# Dying Skyseer Magic Items



## gideonpepys (Jan 23, 2012)

My players want to play by the book when it comes to obtaining magic items (unfortunately), and they have asked me about the _messnger wind_.

First of all, this is was a gift - not 'booty'.

Just on that basis, are the RHC entitled to accept such gifts?

But, irrespective of the answer to this first question, would the RHC leadership be happy to allow the unit to keep a gift they received from Gale? In particular one that allows her to communicate them, and vice-versa.


----------



## RangerWickett (Jan 23, 2012)

Good little constables will report it, have it checked out for traps, and then be able to requisition it.

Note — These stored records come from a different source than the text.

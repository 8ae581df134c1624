//! Trait definitions for external interactions
//!
//! These traits define the boundaries between the pipeline core and
//! infrastructure. Implementations live in other crates: page sources in
//! marginalia-extract, completion clients and tokenizers in
//! marginalia-llm, renderers in marginalia-report.

use crate::{InsightRecord, Page, Prompt};
use std::path::{Path, PathBuf};

/// Trait for producing the ordered page sequence of a document
///
/// Implemented by the infrastructure layer (marginalia-extract)
pub trait PageSource {
    /// Error type for extraction operations
    type Error;

    /// Extract the ordered page sequence of the document at `path`.
    ///
    /// Never returns an empty sequence: a document yielding no text at all
    /// produces a single page with empty text.
    fn pages(&self, path: &Path) -> Result<Vec<Page>, Self::Error>;
}

/// Opaque token-counting capability.
///
/// The pipeline treats tokenization as a black box; when no tokenizer is
/// available for a model, routing degrades to the full-document path.
pub trait Tokenizer {
    /// Count the tokens in `text`
    fn count_tokens(&self, text: &str) -> usize;
}

/// How a completion failure should be handled by the caller.
#[derive(Debug, Clone, Copy, PartialEq, Eq)]
pub enum FailureKind {
    /// Worth retrying: rate limits, timeouts, network faults
    Transient,
    /// Retrying cannot help: auth failures, unknown models, schema errors
    Permanent,
}

/// Trait for completion service operations
///
/// Implemented by the infrastructure layer (marginalia-llm). A client is
/// single-shot: retry, backoff and pacing are the orchestrator's job.
pub trait CompletionClient {
    /// Error type for completion operations
    type Error: std::error::Error;

    /// Send one prompt and return the raw structured-response text
    fn complete(&self, prompt: &Prompt) -> Result<String, Self::Error>;

    /// Classify a failure for the orchestrator's retry decision.
    ///
    /// The default treats every failure as transient, preserving blanket
    /// retry for clients that cannot tell their errors apart.
    fn classify(&self, _error: &Self::Error) -> FailureKind {
        FailureKind::Transient
    }
}

/// Trait for rendering collected insight records into an output artifact
///
/// Implemented by the presentation layer (marginalia-report). The core
/// makes no assumption about the artifact's format.
pub trait InsightRenderer {
    /// Error type for render operations
    type Error;

    /// Render `records` for one (document, case) pair to `output_path`,
    /// returning the path of the written artifact.
    fn render(
        &self,
        records: &[InsightRecord],
        source_id: &str,
        case_text: &str,
        model: &str,
        output_path: &Path,
    ) -> Result<PathBuf, Self::Error>;
}
//! Marginalia - extract case-focused insights from folders of PDF documents.

use clap::Parser;
use marginalia_cli::{commands, Cli, Command};
use tracing_subscriber::EnvFilter;

#[tokio::main]
async fn main() {
    tracing_subscriber::fmt()
        .with_env_filter(EnvFilter::try_from_default_env().unwrap_or_else(|_| "info".into()))
        .init();

    if let Err(e) = run().await {
        eprintln!("Error: {}", e);
        std::process::exit(1);
    }
}

async fn run() -> marginalia_cli::Result<()> {
    let cli = Cli::parse();

    match cli.command {
        Command::Run(args) => commands::execute_run(args).await?,
    }

    Ok(())
}
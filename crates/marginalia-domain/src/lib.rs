//! Marginalia Domain Layer
//!
//! Core types and trait seams for the marginalia insight-extraction
//! pipeline. This crate has no external dependencies: it defines the
//! values that flow through the pipeline and the boundaries behind which
//! infrastructure lives.
//!
//! ## Key Concepts
//!
//! - **Page**: one atomic extracted slice of document text with a position
//! - **Prompt**: the ordered sequence of role-tagged blocks sent to the
//!   completion service (exactly one instruction block, first; the task
//!   block last)
//! - **InsightRecord**: the structured result of one completion call -
//!   contextual summary plus extracted quotes
//!
//! ## Architecture
//!
//! Trait definitions for all external interactions live in [`traits`];
//! implementations live in the infrastructure crates (marginalia-extract,
//! marginalia-llm, marginalia-report). The pipeline crate depends only on
//! this one.

#![warn(missing_docs)]
#![warn(clippy::all)]

pub mod insight;
pub mod page;
pub mod prompt;
pub mod traits;

// Re-exports for convenience
pub use insight::{InsightRecord, Quote};
pub use page::Page;
pub use prompt::{MessageBlock, Prompt, Role};
pub use traits::{CompletionClient, FailureKind, InsightRenderer, PageSource, Tokenizer};
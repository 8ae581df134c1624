//! Error types for report rendering

use thiserror::Error;

/// Errors that can occur while writing report artifacts
#[derive(Error, Debug)]
pub enum ReportError {
    /// Failed to write the artifact
    #[error("I/O error: {0}")]
    Io(#[from] std::io::Error),

    /// The output path has no parent directory to create
    #[error("Invalid output path: {0}")]
    InvalidPath(String),
}
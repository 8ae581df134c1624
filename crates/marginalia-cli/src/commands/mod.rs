//! Command implementations.

mod run;

pub use run::execute_run;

Laws would prevent law enforcement officers from receiving gifts with value in excess of X, and this definitely exceeds that.


----------



## N'raac (Jan 24, 2012)

Is this a change?  The Players' Guide indicates "If you receive a gift, you can keep it, though the RHC might factor it into how much of a stipend they need to provide for your next mission." (p 12) as an exception to the usual "loot must be turned in" rule.

I can certainly see a restriction against gifts, especially over a certain amount, but I think the players should be advised if the information in the Guide is not an accurate indication of the actual RHC rules.


----------



## RangerWickett (Jan 24, 2012)

Sorry. I wrote the player's guide nearly a year ago. Memory's a bit fuzzy on some of the bureaucracy.

So I guess they can keep it, but it ends up in a wash anyway, since they'd receive less during the next stipend.


----------



## gideonpepys (Jan 24, 2012)

Thanks for the answer on the legalities.  What about the political ramifications?

Just wondering how other folks are planning to handle it?

Would it be acceptible for the team not to mention that Gale has one of the leaves?


----------



## kcannell (Jan 29, 2012)

I have a question regarding the item, Messenger Wind - what does it do? I have the Pathfinder version, and on page 41 it refers to page 79 for a description of this item. . . yet it's not to be found anywhere else in the document.

Am I just missing it?


----------



## RangerWickett (Jan 29, 2012)

kcannell said:


> I have a question regarding the item, Messenger Wind - what does it do? I have the Pathfinder version, and on page 41 it refers to page 79 for a description of this item. . . yet it's not to be found anywhere else in the document.
> 
> Am I just missing it?




I hope @Morrus; sees this. It's possible it got missed in the conversion. Here's the text of the 4e iteration.


*Messenger Wind			Level 6 Uncommon*
_You cup an invisible orb of winds in your hand. Five golden feathers spin in tiny eddies and currents, and you pluck one from the tiny miniature cyclone, then release the orb. The winds wait until you whisper to the feather and call upon them to deliver your message._
*Price: *1800 gp
*Wondrous Item*
*Property: *The wind orb can be carried, or it can be left to float at any location, fairly invisible except to those who know to look for it. Five small golden feathers are attuned to the orb, and any person who has a feather can call upon the wind’s power as long as they are within thirty miles of the orb. 
*Power (Encounter): *Minor Action. You call the wind of the orb. It flies ten miles an hour (20 squares per round) until it reaches you. You can then give it a message, which it will deliver to any other bearer of one of these feathers. Each bearer of a feather can use the orb’s power once per encounter. If multiple creatures activate this power, it resolves its first command before starting the second.


----------



## kcannell (Jan 30, 2012)

Thanks - yeah I think it got lost in translation


----------